GST Council Meeting: After following several suggestions given by the state finance ministers, it has now been decided to impose GST on packaged branded items like curd, cheese, honey, meat and fish.

GST Council Meeting: The common man suffering from inflation has got another setback. In the GST Council meeting, it has been decided to levy Goods and Services Tax (GST) on canned and labeled branded items like curd, cheese, honey, meat and fish. Apart from this, GST will also have to be paid on the fees taken by the banks in lieu of issuance of cheques.

Recommendation for withdrawal of exemption accepted

Officials said that most of the recommendations of the Group of Finance Ministers of the states have been accepted. The recommendations for withdrawal of exemptions had come in order to rationalize rates on issues related to the Goods and Services Tax (GST). Let us tell you that the Finance Minister of the states is included in the council headed by Union Finance Minister Nirmala Sitharaman.

These things will attract 5 percent GST

The Council accepted the recommendations of the Group of Ministers (GoM) on the review of the exemption from GST on Tuesday, the first day of the two-day meeting. This exemption is currently available to packaged and labeled food items.
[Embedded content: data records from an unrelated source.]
//! External reference engine
//!
//! Drives an independent UCI engine (Stockfish or anything that speaks the
//! protocol) to get a second opinion on a position. Purely diagnostic: the
//! result is logged next to our own choice and never fed back into it.

use std::fmt;
use std::io::{BufRead, BufReader, Write};
use std::process::{Child, ChildStdin, Command, Stdio};
use std::sync::mpsc::{self, Receiver, RecvTimeoutError};
use std::thread;
use std::time::{Duration, Instant};

use tracing::debug;

use crate::board::{Board, Color};
use crate::error::{EngineError, EngineResult};

/// Evaluation reported by the reference engine
#[derive(Debug, Clone, Copy, PartialEq, Eq)]
pub enum ReferenceScore {
    Centipawns(i32),
    /// Moves to mate; negative when the side it is reported for gets mated
    Mate(i32),
}

impl ReferenceScore {
    /// UCI scores are relative to the side to move; flip them for Black
    pub fn to_white_pov(self, side_to_move: Color) -> Self {
        match (self, side_to_move) {
            (score, Color::White) => score,
            (ReferenceScore::Centipawns(cp), Color::Black) => ReferenceScore::Centipawns(-cp),
            (ReferenceScore::Mate(n), Color::Black) => ReferenceScore::Mate(-n),
        }
    }
}

impl fmt::Display for ReferenceScore {
    fn fmt(&self, f: &mut fmt::Formatter<'_>) -> fmt::Result {
        match self {
            ReferenceScore::Centipawns(cp) => write!(f, "cp {}", cp),
            ReferenceScore::Mate(n) => write!(f, "mate {}", n),
        }
    }
}

/// What the reference engine thought of one position, White's point of view
#[derive(Debug, Clone, PartialEq, Eq)]
pub struct ReferenceReport {
    pub score: ReferenceScore,
    pub bestmove: Option<String>,
}

/// Extract the score from an `info` line, if it carries one
pub fn parse_info_score(line: &str) -> Option<ReferenceScore> {
    let parts: Vec<&str> = line.split_whitespace().collect();
    if parts.first() != Some(&"info") {
        return None;
    }

    let mut i = 1usize;
    while i < parts.len() {
        if parts[i] == "score" && i + 2 < parts.len() {
            let value: i32 = parts[i + 2].parse().ok()?;
            return match parts[i + 1] {
                "cp" => Some(ReferenceScore::Centipawns(value)),
                "mate" => Some(ReferenceScore::Mate(value)),
                _ => None,
            };
        }
        i += 1;
    }
    None
}

/// Move from a `bestmove` line; `(none)` and `0000` mean there is none
pub fn parse_bestmove(line: &str) -> Option<Option<String>> {
    let mut parts = line.split_whitespace();
    if parts.next() != Some("bestmove") {
        return None;
    }
    Some(
        parts
            .next()
            .filter(|mv| *mv != "(none)" && *mv != "0000")
            .map(str::to_string),
    )
}

/// Wall-clock limit for a whole conversation with the reference engine
pub const DEFAULT_REFERENCE_TIMEOUT: Duration = Duration::from_secs(30);

/// Lines buffered from the engine before its reader thread blocks
const LINE_BUFFER: usize = 1024;

/// Launch configuration for the reference engine
#[derive(Debug, Clone)]
pub struct ReferenceEngine {
    path: String,
    depth: u8,
    timeout: Duration,
}

impl ReferenceEngine {
    pub fn new(path: impl Into<String>, depth: u8) -> Self {
        Self {
            path: path.into(),
            depth: depth.max(1),
            timeout: DEFAULT_REFERENCE_TIMEOUT,
        }
    }

    /// Give up on the engine after `timeout`, handshake included
    pub fn with_timeout(mut self, timeout: Duration) -> Self {
        self.timeout = timeout;
        self
    }

    pub fn path(&self) -> &str {
        &self.path
    }

    pub fn depth(&self) -> u8 {
        self.depth
    }

    pub fn timeout(&self) -> Duration {
        self.timeout
    }

    /// Start the engine, analyse `board` to the configured depth, shut it down
    pub fn evaluate(&self, board: &Board) -> EngineResult<ReferenceReport> {
        let mut child = Command::new(&self.path)
            .stdin(Stdio::piped())
            .stdout(Stdio::piped())
            .stderr(Stdio::null())
            .spawn()
            .map_err(|err| EngineError::ReferenceUnavailable {
                path: self.path.clone(),
                message: err.to_string(),
            })?;

        let outcome = self.converse(&mut child, board);
        // the engine may already have exited on its own
        let _ = child.kill();
        let _ = child.wait();
        outcome
    }

    fn converse(&self, child: &mut Child, board: &Board) -> EngineResult<ReferenceReport> {
        let missing = |what: &str| EngineError::ReferenceProtocol {
            message: format!("no {} pipe", what),
        };
        let stdin = child.stdin.take().ok_or_else(|| missing("stdin"))?;
        let stdout = child.stdout.take().ok_or_else(|| missing("stdout"))?;

        let (tx, rx) = mpsc::sync_channel(LINE_BUFFER);
        thread::spawn(move || {
            let reader = BufReader::new(stdout);
            for line in reader.lines().map_while(Result::ok) {
                if tx.send(line).is_err() {
                    break;
                }
            }
        });

        let mut session = Session {
            stdin,
            rx,
            deadline: Instant::now() + self.timeout,
        };

        session.send("uci")?;
        session.wait_for("uciok")?;
        session.send("isready")?;
        session.wait_for("readyok")?;
        session.send(&format!("position fen {}", board.fen()))?;
        session.send(&format!("go depth {}", self.depth))?;

        let mut score = None;
        loop {
            let line = session.read_line()?;
            if let Some(found) = parse_info_score(&line) {
                score = Some(found);
            } else if let Some(bestmove) = parse_bestmove(&line) {
                let _ = session.send("quit");
                let score = score.ok_or_else(|| EngineError::ReferenceProtocol {
                    message: "bestmove arrived without a score".to_string(),
                })?;
                return Ok(ReferenceReport {
                    score: score.to_white_pov(board.turn()),
                    bestmove,
                });
            }
        }
    }
}

struct Session {
    stdin: ChildStdin,
    rx: Receiver<String>,
    deadline: Instant,
}

impl Session {
    fn send(&mut self, command: &str) -> EngineResult<()> {
        debug!("reference << {}", command);
        writeln!(self.stdin, "{}", command)
            .and_then(|_| self.stdin.flush())
            .map_err(|err| EngineError::ReferenceProtocol {
                message: format!("write '{}': {}", command, err),
            })
    }

    /// Next line from the engine, failing once the deadline has passed
    fn read_line(&mut self) -> EngineResult<String> {
        let remaining = self.deadline.saturating_duration_since(Instant::now());
        let line = self.rx.recv_timeout(remaining).map_err(|err| {
            let message = match err {
                RecvTimeoutError::Timeout => "timed out waiting for the engine".to_string(),
                RecvTimeoutError::Disconnected => "engine closed its output".to_string(),
            };
            EngineError::ReferenceProtocol { message }
        })?;
        let line = line.trim_end().to_string();
        debug!("reference >> {}", line);
        Ok(line)
    }

    fn wait_for(&mut self, token: &str) -> EngineResult<()> {
        loop {
            if self.read_line()?.trim() == token {
                return Ok(());
            }
        }
    }
}

#[cfg(test)]
mod tests {
    use super::*;

    #[test]
    fn parses_centipawn_and_mate_scores() {
        let line = "info depth 12 seldepth 18 multipv 1 score cp 34 nodes 50211 pv e2e4 e7e5";
        assert_eq!(parse_info_score(line), Some(ReferenceScore::Centipawns(34)));

        let line = "info depth 5 score mate -2 nodes 900 pv h8g8";
        assert_eq!(parse_info_score(line), Some(ReferenceScore::Mate(-2)));
    }

    #[test]
    fn ignores_lines_without_a_score() {
        assert_eq!(parse_info_score("info string NNUE enabled"), None);
        assert_eq!(parse_info_score("info depth 3 currmove e2e4"), None);
        assert_eq!(parse_info_score("bestmove e2e4"), None);
        assert_eq!(parse_info_score("info score cp"), None);
        assert_eq!(parse_info_score(""), None);
    }

    #[test]
    fn parses_bestmove_lines() {
        assert_eq!(
            parse_bestmove("bestmove e2e4 ponder e7e5"),
            Some(Some("e2e4".to_string()))
        );
        assert_eq!(parse_bestmove("bestmove (none)"), Some(None));
        assert_eq!(parse_bestmove("info depth 1"), None);
    }

    #[test]
    fn scores_are_flipped_for_black() {
        let score = ReferenceScore::Centipawns(120);
        assert_eq!(score.to_white_pov(Color::White), score);
        assert_eq!(score.to_white_pov(Color::Black), ReferenceScore::Centipawns(-120));
        assert_eq!(
            ReferenceScore::Mate(3).to_white_pov(Color::Black),
            ReferenceScore::Mate(-3)
        );
        assert_eq!(ReferenceScore::Mate(-1).to_string(), "mate -1");
    }

    #[cfg(unix)]
    fn assert_times_out(program: &str) {
        if !std::path::Path::new(program).exists() {
            return;
        }
        let engine = ReferenceEngine::new(program, 8).with_timeout(Duration::from_millis(200));
        let started = Instant::now();
        let err = engine.evaluate(&Board::new()).unwrap_err();
        assert!(
            matches!(&err, EngineError::ReferenceProtocol { message } if message.contains("timed out")),
            "{}: {}",
            program,
            err
        );
        assert!(!err.is_fatal());
        assert!(started.elapsed() < Duration::from_secs(10));
    }

    #[cfg(unix)]
    #[test]
    fn silent_engine_times_out() {
        // echoes our commands back but never answers uciok
        assert_times_out("/bin/cat");
    }

    #[cfg(unix)]
    #[test]
    fn chatty_engine_times_out() {
        // streams lines forever without ever answering
        assert_times_out("/usr/bin/yes");
    }

    #[test]
    fn default_timeout_is_kept_unless_overridden() {
        let engine = ReferenceEngine::new("stockfish", 0);
        assert_eq!(engine.depth(), 1);
        assert_eq!(engine.timeout(), DEFAULT_REFERENCE_TIMEOUT);
        let engine = engine.with_timeout(Duration::from_secs(2));
        assert_eq!(engine.timeout(), Duration::from_secs(2));
    }

    #[test]
    fn missing_binary_is_reported_as_unavailable() {
        let engine = ReferenceEngine::new("/nonexistent/flowbot-reference-engine", 8);
        let err = engine.evaluate(&Board::new()).unwrap_err();
        assert!(matches!(err, EngineError::ReferenceUnavailable { .. }));
        assert!(!err.is_fatal());
    }
}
With this, products like canned meat (except frozen), fish, curd, cheese, honey, dry makhana, soyabean, peas, wheat and other cereals, wheat flour, muri, jaggery, all commodities and organic manure are now five percent. GST will be applicable.

Hotel stay will be expensive

Similarly, 18 per cent GST will be levied on the charges levied by banks on issuance of cheques. Maps and charts including atlas will attract 12 percent GST. At the same time, GST exemption will continue on unbranded products sold in the open. Apart from this, it has been said to levy tax at the rate of 12 percent on hotel rooms renting less than Rs 1,000 per day. There is no tax on it as of now.

GST may be reduced on some things

Rationalization of rates is important to increase the weighted average GST. The weighted average GST has come down to 11.6 per cent from 14.4 per cent at the time of implementation of this tax regime. The GST Council also recommended reforms in the inverse duty structure (higher taxes on finished products than on raw materials and intermediates) on several products, including edible oil, coal, LED lamps, ‘printing/drawing ink’, finished leather and solar electric heaters. is of.

Today these things will be considered

The council may consider on Wednesday the demand to continue the compensation system even after June 2022 to compensate for the revenue loss to the states. Apart from this, important issues like levying 28 percent GST on casinos, online gaming and horse racing are likely to be discussed.

Opposition-ruled states like Chhattisgarh have been demanding an extension of the GST compensation system for five years or increasing the states’ share of revenue from the current 50 per cent to 70-80 per cent. The report of the state finance ministers on reforms in the GST system was also approved. It suggests real-time verification of bank accounts along with biometric verification of high-risk taxpayers.